Reducing ED visits: Given the critical conditions that are treated in an ED, the cost of visiting one can be exceptionally high, the authors noted. Lack of awareness, variable care quality, communication lags, and missing information can lead to unnecessary duplication of care that can lead to high costs.

Managing referral patterns: The researchers state that coordinating care among in-service and out-of-network providers can prove difficult and time-consuming. Preventing patient “leakage” out of their network requires data, analytics, and insight that can help health systems in three main areas: patient retention, network optimization, and network growth planning.

Preventing unnecessary tests: The authors believe there should be a centralized data repository updated in real-time for all patients. This way, examinations and diagnoses are tracked, and duplication of high-cost tests can be prevented.

Increasing generic drug use: In a few studies of Medicare Advantage (MA) plans, the researchers found out that physicians have the power to reduce up to 10 percent of pharmacy expenses by prescribing less costly alternative medication equivalents. Using Walter Kluwer's data, they further realized that only 20 to 30 percent of the potential savings can be realized from branded drugs and the remainder from generic equivalents.

Increasing medication adherence: The report informed that about $300 billion of preventable healthcare costs can be attributed to medication non-adherence. This represents up to 10 percent of total healthcare costs.

Reducing network leakage: Network leakage for ACOs occurs when its attributed patients are visiting practices or institutions not owned by or contracted with the ACO. To provide integrated care across the continuum, healthcare organizations need to ensure that patients have maximum access to all levels of care services without going out of network. Most organizations lose about $200 to $500 million per year due to network leakage, much of which is potentially avoidable, the authors contended.

Renegotiating contracts: A critical but often overlooked aspect of value-based care opportunities starts with contract negotiation, which includes setting realistic cost benchmarks and negotiating favorable contract terms, the report said.

Improving quality measures: Quality measures assess care across the full continuum of healthcare delivery, from the level of individual physicians all the way to health insurance plans. Hundreds of quality measure variables are used for tracking quality performance in value-based care arrangements.

Improving coding accuracy: Payers rely on clinical documentation and accurate coding to justify value-based reimbursement based on recorded patient risk.

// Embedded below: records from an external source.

use std::path::{Path, PathBuf};

use super::EngineError;
use super::extract::{TranslationUnit, extract_untranslated};
use super::progress::ProgressStore;
use super::recovery::{RecoveryPrompt, RetryPolicy};
use super::scheduler::{BatchObserver, BatchReport, ScheduleOutcome, Scheduler, SchedulerConfig};
use super::writer::{merge, write_catalog};
use crate::catalog::Catalog;
use crate::translation::{CapabilityLookup, Formality, TranslationProvider, display_language};
use crate::ui::Style;

/// One catalog translated into one language.
#[derive(Debug, Clone)]
pub struct TranslationJob<'a> {
    pub catalog_path: &'a Path,
    pub catalog: &'a Catalog,
    pub target_language: &'a str,
    pub batch_size: usize,
    pub formality: Option<Formality>,
    pub retry: RetryPolicy,
}

/// Result of a finished run.
#[derive(Debug, Clone, PartialEq, Eq)]
pub struct TranslationSummary {
    pub target_language: String,
    /// Strings translated by this run.
    pub translated: usize,
    pub skipped_empty: usize,
    pub skipped_batches: Vec<usize>,
}

#[derive(Debug, Clone, PartialEq, Eq)]
pub enum JobOutcome {
    Completed(TranslationSummary),
    /// The user quit. The catalog is unchanged and the progress file is kept.
    Cancelled {
        report: BatchReport,
        saved: usize,
        progress_path: PathBuf,
    },
}

impl TranslationJob<'_> {
    pub fn progress_store(&self) -> ProgressStore {
        ProgressStore::for_catalog(self.catalog_path, self.target_language)
    }

    /// Units that still need translation, given what the progress store already holds.
    pub fn outstanding(&self, store: &ProgressStore) -> Vec<TranslationUnit> {
        extract_untranslated(
            self.catalog,
            self.catalog.source_language(),
            self.target_language,
            &store.get_all(),
        )
    }

    /// Extracts, translates, merges, writes, and cleans up.
    ///
    /// The catalog file is only rewritten once every batch has been attempted.
    /// Aborts and cancellations leave the progress file for the next run.
    pub async fn run<P, C, R, O>(
        &self,
        scheduler: &mut Scheduler<'_, P, C, R, O>,
    ) -> Result<JobOutcome, EngineError>
    where
        P: TranslationProvider,
        C: CapabilityLookup,
        R: RecoveryPrompt + ?Sized,
        O: BatchObserver + ?Sized,
    {
        let store = self.progress_store();
        let units = self.outstanding(&store);
        let language = display_language(self.target_language);

        let report = if units.is_empty() {
            crate::status!(
                "{} All strings already translated for {language}",
                Style::success("✓")
            );
            BatchReport::default()
        } else {
            crate::status!(
                "Found {} untranslated strings for {language}",
                Style::value(units.len())
            );
            let config = SchedulerConfig {
                source_language: self.catalog.source_language().to_string(),
                target_language: self.target_language.to_string(),
                batch_size: self.batch_size,
                formality: self.formality,
                retry: self.retry,
            };
            match scheduler.run(&config, &units, &store).await? {
                ScheduleOutcome::Completed(report) => report,
                ScheduleOutcome::Cancelled(report) => {
                    return Ok(JobOutcome::Cancelled {
                        report,
                        saved: store.summary().count,
                        progress_path: store.path().to_path_buf(),
                    });
                }
            }
        };

        let translations = store.get_all();
        if !translations.is_empty() {
            let merged = merge(self.catalog, self.target_language, &translations)?;
            write_catalog(self.catalog_path, &merged)?;
        }
        store.cleanup().map_err(|source| EngineError::Progress {
            path: store.path().to_path_buf(),
            source,
        })?;

        Ok(JobOutcome::Completed(TranslationSummary {
            target_language: self.target_language.to_string(),
            translated: report.translated,
            skipped_empty: report.skipped_empty,
            skipped_batches: report.skipped_batches,
        }))
    }
}
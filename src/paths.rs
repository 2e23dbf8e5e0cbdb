//! XDG-style path utilities for the configuration directory.
//!
//! Prefers XDG Base Directory conventions over OS-specific locations so the
//! config file lives in the same place on macOS and Linux.

use anyhow::{Context, Result};
use std::path::PathBuf;

/// Returns the configuration directory for xctr.
///
/// Resolution order:
/// 1. `$XDG_CONFIG_HOME/xctr` if `XDG_CONFIG_HOME` is set
/// 2. `~/.config/xctr` otherwise
pub fn config_dir() -> Result<PathBuf> {
    if let Ok(xdg) = std::env::var("XDG_CONFIG_HOME")
        && !xdg.is_empty()
    {
        return Ok(PathBuf::from(xdg).join("xctr"));
    }

    let home = dirs::home_dir().context("Failed to determine home directory")?;
    Ok(home.join(".config").join("xctr"))
}

#[cfg(test)]
#[allow(clippy::unwrap_used)]
mod tests {
    use super::*;
    use serial_test::serial;

    #[test]
    #[serial]
    fn test_config_dir_default() {
        // Clear XDG_CONFIG_HOME to test default behavior
        let original = std::env::var("XDG_CONFIG_HOME").ok();
        unsafe { std::env::remove_var("XDG_CONFIG_HOME") };

        let dir = config_dir().unwrap();
        assert!(dir.ends_with(".config/xctr"));

        // Restore
        if let Some(val) = original {
            unsafe { std::env::set_var("XDG_CONFIG_HOME", val) };
        }
    }

    #[test]
    #[serial]
    fn test_config_dir_xdg_override() {
        let original = std::env::var("XDG_CONFIG_HOME").ok();
        unsafe { std::env::set_var("XDG_CONFIG_HOME", "/custom/config") };

        let dir = config_dir().unwrap();
        assert_eq!(dir, PathBuf::from("/custom/config/xctr"));

        // Restore
        if let Some(val) = original {
            unsafe { std::env::set_var("XDG_CONFIG_HOME", val) };
        } else {
            unsafe { std::env::remove_var("XDG_CONFIG_HOME") };
        }
    }
}
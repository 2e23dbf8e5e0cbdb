use clap::{Parser, Subcommand, ValueEnum};
use std::path::PathBuf;

#[derive(Parser, Debug)]
#[command(name = "xctr")]
#[command(about = "Resumable DeepL translation for Xcode string catalogs")]
#[command(version)]
pub struct Args {
    /// Path to the .xcstrings catalog (searched for when not provided)
    pub catalog: Option<PathBuf>,

    /// Target language code as used in the catalog (e.g., de, fr, pt-BR)
    #[arg(short = 't', long = "to")]
    pub to: Option<String>,

    /// Formality: default, more, less, prefer_more, prefer_less
    #[arg(short = 'f', long)]
    pub formality: Option<String>,

    /// Strings per API call (1-50)
    #[arg(short = 'b', long)]
    pub batch_size: Option<usize>,

    /// Use the DeepL Free API host
    #[arg(long)]
    pub free_api: bool,

    /// DeepL API key (overrides environment and config file)
    #[arg(long)]
    pub api_key: Option<String>,

    /// Discard saved progress and start over
    #[arg(long)]
    pub fresh: bool,

    /// What to do when a batch fails
    #[arg(long, value_enum, default_value_t = OnError::Ask)]
    pub on_error: OnError,

    /// Only print warnings and errors
    #[arg(short, long, global = true)]
    pub quiet: bool,

    /// Print per-batch diagnostics
    #[arg(short, long, global = true)]
    pub verbose: bool,

    /// Disable colored output
    #[arg(long, global = true)]
    pub no_color: bool,

    #[command(subcommand)]
    pub command: Option<Command>,
}

#[derive(Subcommand, Debug)]
pub enum Command {
    /// Show translation progress of every language in a catalog
    Status {
        /// Path to the .xcstrings catalog (searched for when not provided)
        catalog: Option<PathBuf>,
    },
    /// List languages DeepL can translate catalogs into
    Languages,
    /// Configure xctr settings
    Configure {
        /// Show current configuration
        #[arg(long)]
        show: bool,
    },
}

/// Policy for failed batches.
#[derive(ValueEnum, Clone, Copy, Debug, PartialEq, Eq)]
pub enum OnError {
    /// Ask interactively (skips when not attached to a terminal)
    Ask,
    /// Skip the batch and continue
    Skip,
    /// Retry the batch, up to the retry limit
    Retry,
    /// Stop the run
    Abort,
}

The researchers believe that proper documentation leads to improved patient-provider relationships within and outside of the healthcare system.

Retaining low-risk members: The report describes this as monitoring members who are not high utilizers for network retention and optimization and endeavoring to create value by meeting their needs and improving their health outcomes.

Managing chronic conditions: This includes proper medication management, communication with the patient or other physicians to coordinate care, devising care plans, and assisting physicians and care teams with around-the-clock services, the authors explained.

Optimizing risk portfolios: With the estimation of future risk scores, healthcare providers can gauge the likelihood of outcomes such as the number of hospital admissions, emergency department visits, and other factors, the researchers said.

Addressing social determinants of health (SDOH): The authors contend that the CDC’s algorithm to estimate the Social Vulnerability Index (SVI) for every census tract in the U.S. is based on a simple summation of the percentile ranks for all SDOHs, which results in an overestimation of social vulnerability in cases of high positive correlation between multiple SDOHs.

The report concluded, “Value-based care is not guesswork. In the post-pandemic world, we need to focus more on driving value in the way we deliver care…To become successful in VBC, it is imperative that organizations begin to tackle their most significant value levers with a systematic and laser-focused approach.”